= Directions for this task =
Every record has to be written out exactly, with no line missing.

Dataset entries:
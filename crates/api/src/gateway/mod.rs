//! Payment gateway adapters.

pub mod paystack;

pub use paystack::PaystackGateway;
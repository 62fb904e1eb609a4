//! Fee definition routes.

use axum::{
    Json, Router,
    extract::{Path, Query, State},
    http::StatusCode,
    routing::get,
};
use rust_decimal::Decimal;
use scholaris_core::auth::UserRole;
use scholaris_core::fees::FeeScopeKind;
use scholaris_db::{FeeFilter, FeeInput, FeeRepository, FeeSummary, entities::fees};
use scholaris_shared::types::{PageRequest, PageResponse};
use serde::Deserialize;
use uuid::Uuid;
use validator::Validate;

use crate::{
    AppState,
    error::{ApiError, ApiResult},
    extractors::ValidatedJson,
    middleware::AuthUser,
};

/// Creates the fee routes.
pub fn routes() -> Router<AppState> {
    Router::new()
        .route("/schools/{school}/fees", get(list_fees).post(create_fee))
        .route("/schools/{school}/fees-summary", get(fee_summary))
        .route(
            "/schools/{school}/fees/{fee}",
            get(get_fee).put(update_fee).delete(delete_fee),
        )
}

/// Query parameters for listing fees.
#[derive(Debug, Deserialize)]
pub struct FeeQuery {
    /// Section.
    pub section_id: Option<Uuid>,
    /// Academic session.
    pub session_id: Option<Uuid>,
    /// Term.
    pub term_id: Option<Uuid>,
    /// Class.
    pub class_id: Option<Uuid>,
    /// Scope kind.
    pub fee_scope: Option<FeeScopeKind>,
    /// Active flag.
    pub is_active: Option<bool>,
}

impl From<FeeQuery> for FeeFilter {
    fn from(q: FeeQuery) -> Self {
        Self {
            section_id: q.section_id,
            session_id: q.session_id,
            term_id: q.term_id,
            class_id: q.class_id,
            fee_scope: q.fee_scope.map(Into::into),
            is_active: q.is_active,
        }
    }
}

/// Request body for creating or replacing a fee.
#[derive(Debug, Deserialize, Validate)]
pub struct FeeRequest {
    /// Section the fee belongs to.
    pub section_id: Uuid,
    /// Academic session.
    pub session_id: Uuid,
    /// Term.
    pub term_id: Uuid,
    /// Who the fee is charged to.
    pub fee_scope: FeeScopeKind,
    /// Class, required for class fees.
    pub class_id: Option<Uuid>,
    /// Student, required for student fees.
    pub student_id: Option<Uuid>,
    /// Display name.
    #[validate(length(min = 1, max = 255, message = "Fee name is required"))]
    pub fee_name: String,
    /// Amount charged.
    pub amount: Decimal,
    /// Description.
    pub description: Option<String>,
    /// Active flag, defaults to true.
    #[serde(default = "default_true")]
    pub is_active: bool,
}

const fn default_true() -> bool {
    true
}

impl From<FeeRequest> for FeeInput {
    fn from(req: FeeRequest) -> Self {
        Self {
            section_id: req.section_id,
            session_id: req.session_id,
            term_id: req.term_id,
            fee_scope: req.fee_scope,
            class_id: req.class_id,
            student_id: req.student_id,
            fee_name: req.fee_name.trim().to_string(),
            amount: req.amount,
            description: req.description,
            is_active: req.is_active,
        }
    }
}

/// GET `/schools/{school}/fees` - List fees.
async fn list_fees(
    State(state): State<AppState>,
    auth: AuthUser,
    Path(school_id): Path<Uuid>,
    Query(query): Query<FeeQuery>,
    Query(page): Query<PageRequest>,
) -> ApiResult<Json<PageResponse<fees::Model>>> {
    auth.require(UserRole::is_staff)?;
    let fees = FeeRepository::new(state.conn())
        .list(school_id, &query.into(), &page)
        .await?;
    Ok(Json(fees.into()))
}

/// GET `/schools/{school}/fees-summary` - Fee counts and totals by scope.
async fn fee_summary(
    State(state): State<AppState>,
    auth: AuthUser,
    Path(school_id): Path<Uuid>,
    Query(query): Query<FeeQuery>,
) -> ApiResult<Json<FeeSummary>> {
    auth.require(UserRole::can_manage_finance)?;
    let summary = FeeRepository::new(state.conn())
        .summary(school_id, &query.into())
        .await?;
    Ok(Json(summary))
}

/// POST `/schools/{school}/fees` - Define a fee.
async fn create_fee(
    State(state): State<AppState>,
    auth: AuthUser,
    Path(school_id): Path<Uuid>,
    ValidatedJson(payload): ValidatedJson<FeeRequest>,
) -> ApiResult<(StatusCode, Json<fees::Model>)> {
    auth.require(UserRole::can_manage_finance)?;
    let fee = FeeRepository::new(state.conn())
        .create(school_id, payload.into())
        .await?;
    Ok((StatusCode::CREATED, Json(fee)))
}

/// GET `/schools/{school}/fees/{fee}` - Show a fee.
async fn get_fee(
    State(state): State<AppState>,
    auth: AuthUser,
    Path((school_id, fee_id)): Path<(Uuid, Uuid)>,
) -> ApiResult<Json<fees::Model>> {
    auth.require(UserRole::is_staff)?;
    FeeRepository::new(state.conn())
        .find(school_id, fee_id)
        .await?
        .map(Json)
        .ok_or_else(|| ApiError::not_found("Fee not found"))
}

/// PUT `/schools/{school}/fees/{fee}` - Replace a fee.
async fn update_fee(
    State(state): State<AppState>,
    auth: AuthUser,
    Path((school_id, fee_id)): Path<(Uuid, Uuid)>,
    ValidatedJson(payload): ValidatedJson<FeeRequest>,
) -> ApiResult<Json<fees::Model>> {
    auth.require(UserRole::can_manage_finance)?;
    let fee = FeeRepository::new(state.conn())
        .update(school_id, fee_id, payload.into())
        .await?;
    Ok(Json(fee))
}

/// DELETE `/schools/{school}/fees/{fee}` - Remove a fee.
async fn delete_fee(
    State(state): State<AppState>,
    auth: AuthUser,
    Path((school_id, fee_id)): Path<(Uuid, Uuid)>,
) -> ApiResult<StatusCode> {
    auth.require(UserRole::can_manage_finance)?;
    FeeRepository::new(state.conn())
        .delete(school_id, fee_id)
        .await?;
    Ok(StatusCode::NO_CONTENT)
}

= Your response =
filename crates/api/src/gateway/mod.rs
//! Payment gateway adapters.

pub mod paystack;

pub use paystack::PaystackGateway;
repository 62fb904e1eb609a4
//! Fee definition routes.

use axum::{
    Json, Router,
    extract::{Path, Query, State},
    http::StatusCode,
    routing::get,
};
use rust_decimal::Decimal;
use scholaris_core::auth::UserRole;
use scholaris_core::fees::FeeScopeKind;
use scholaris_db::{FeeFilter, FeeInput, FeeRepository, FeeSummary, entities::fees};
use scholaris_shared::types::{PageRequest, PageResponse};
use serde::Deserialize;
use uuid::Uuid;
use validator::Validate;

use crate::{
    AppState,
    error::{ApiError, ApiResult},
    extractors::ValidatedJson,
    middleware::AuthUser,
};

/// Creates the fee routes.
pub fn routes() -> Router<AppState> {
    Router::new()
        .route("/schools/{school}/fees", get(list_fees).post(create_fee))
        .route("/schools/{school}/fees-summary", get(fee_summary))
        .route(
            "/schools/{school}/fees/{fee}",
            get(get_fee).put(update_fee).delete(delete_fee),
        )
}

/// Query parameters for listing fees.
#[derive(Debug, Deserialize)]
pub struct FeeQuery {
    /// Section.
    pub section_id: Option<Uuid>,
    /// Academic session.
    pub session_id: Option<Uuid>,
    /// Term.
    pub term_id: Option<Uuid>,
    /// Class.
    pub class_id: Option<Uuid>,
    /// Scope kind.
    pub fee_scope: Option<FeeScopeKind>,
    /// Active flag.
    pub is_active: Option<bool>,
}

impl From<FeeQuery> for FeeFilter {
    fn from(q: FeeQuery) -> Self {
        Self {
            section_id: q.section_id,
            session_id: q.session_id,
            term_id: q.term_id,
            class_id: q.class_id,
            fee_scope: q.fee_scope.map(Into::into),
            is_active: q.is_active,
        }
    }
}

/// Request body for creating or replacing a fee.
#[derive(Debug, Deserialize, Validate)]
pub struct FeeRequest {
    /// Section the fee belongs to.
    pub section_id: Uuid,
    /// Academic session.
    pub session_id: Uuid,
    /// Term.
    pub term_id: Uuid,
    /// Who the fee is charged to.
    pub fee_scope: FeeScopeKind,
    /// Class, required for class fees.
    pub class_id: Option<Uuid>,
    /// Student, required for student fees.
    pub student_id: Option<Uuid>,
    /// Display name.
    #[validate(length(min = 1, max = 255, message = "Fee name is required"))]
    pub fee_name: String,
    /// Amount charged.
    pub amount: Decimal,
    /// Description.
    pub description: Option<String>,
    /// Active flag, defaults to true.
    #[serde(default = "default_true")]
    pub is_active: bool,
}

const fn default_true() -> bool {
    true
}

impl From<FeeRequest> for FeeInput {
    fn from(req: FeeRequest) -> Self {
        Self {
            section_id: req.section_id,
            session_id: req.session_id,
            term_id: req.term_id,
            fee_scope: req.fee_scope,
            class_id: req.class_id,
            student_id: req.student_id,
            fee_name: req.fee_name.trim().to_string(),
            amount: req.amount,
            description: req.description,
            is_active: req.is_active,
        }
    }
}

/// GET `/schools/{school}/fees` - List fees.
async fn list_fees(
    State(state): State<AppState>,
    auth: AuthUser,
    Path(school_id): Path<Uuid>,
    Query(query): Query<FeeQuery>,
    Query(page): Query<PageRequest>,
) -> ApiResult<Json<PageResponse<fees::Model>>> {
    auth.require(UserRole::is_staff)?;
    let fees = FeeRepository::new(state.conn())
        .list(school_id, &query.into(), &page)
        .await?;
    Ok(Json(fees.into()))
}

/// GET `/schools/{school}/fees-summary` - Fee counts and totals by scope.
async fn fee_summary(
    State(state): State<AppState>,
    auth: AuthUser,
    Path(school_id): Path<Uuid>,
    Query(query): Query<FeeQuery>,
) -> ApiResult<Json<FeeSummary>> {
    auth.require(UserRole::can_manage_finance)?;
    let summary = FeeRepository::new(state.conn())
        .summary(school_id, &query.into())
        .await?;
    Ok(Json(summary))
}

/// POST `/schools/{school}/fees` - Define a fee.
async fn create_fee(
    State(state): State<AppState>,
    auth: AuthUser,
    Path(school_id): Path<Uuid>,
    ValidatedJson(payload): ValidatedJson<FeeRequest>,
) -> ApiResult<(StatusCode, Json<fees::Model>)> {
    auth.require(UserRole::can_manage_finance)?;
    let fee = FeeRepository::new(state.conn())
        .create(school_id, payload.into())
        .await?;
    Ok((StatusCode::CREATED, Json(fee)))
}

/// GET `/schools/{school}/fees/{fee}` - Show a fee.
async fn get_fee(
    State(state): State<AppState>,
    auth: AuthUser,
    Path((school_id, fee_id)): Path<(Uuid, Uuid)>,
) -> ApiResult<Json<fees::Model>> {
    auth.require(UserRole::is_staff)?;
    FeeRepository::new(state.conn())
        .find(school_id, fee_id)
        .await?
        .map(Json)
        .ok_or_else(|| ApiError::not_found("Fee not found"))
}

/// PUT `/schools/{school}/fees/{fee}` - Replace a fee.
async fn update_fee(
    State(state): State<AppState>,
    auth: AuthUser,
    Path((school_id, fee_id)): Path<(Uuid, Uuid)>,
    ValidatedJson(payload): ValidatedJson<FeeRequest>,
) -> ApiResult<Json<fees::Model>> {
    auth.require(UserRole::can_manage_finance)?;
    let fee = FeeRepository::new(state.conn())
        .update(school_id, fee_id, payload.into())
        .await?;
    Ok(Json(fee))
}

/// DELETE `/schools/{school}/fees/{fee}` - Remove a fee.
async fn delete_fee(
    State(state): State<AppState>,
    auth: AuthUser,
    Path((school_id, fee_id)): Path<(Uuid, Uuid)>,
) -> ApiResult<StatusCode> {
    auth.require(UserRole::can_manage_finance)?;
    FeeRepository::new(state.conn())
        .delete(school_id, fee_id)
        .await?;
    Ok(StatusCode::NO_CONTENT)
}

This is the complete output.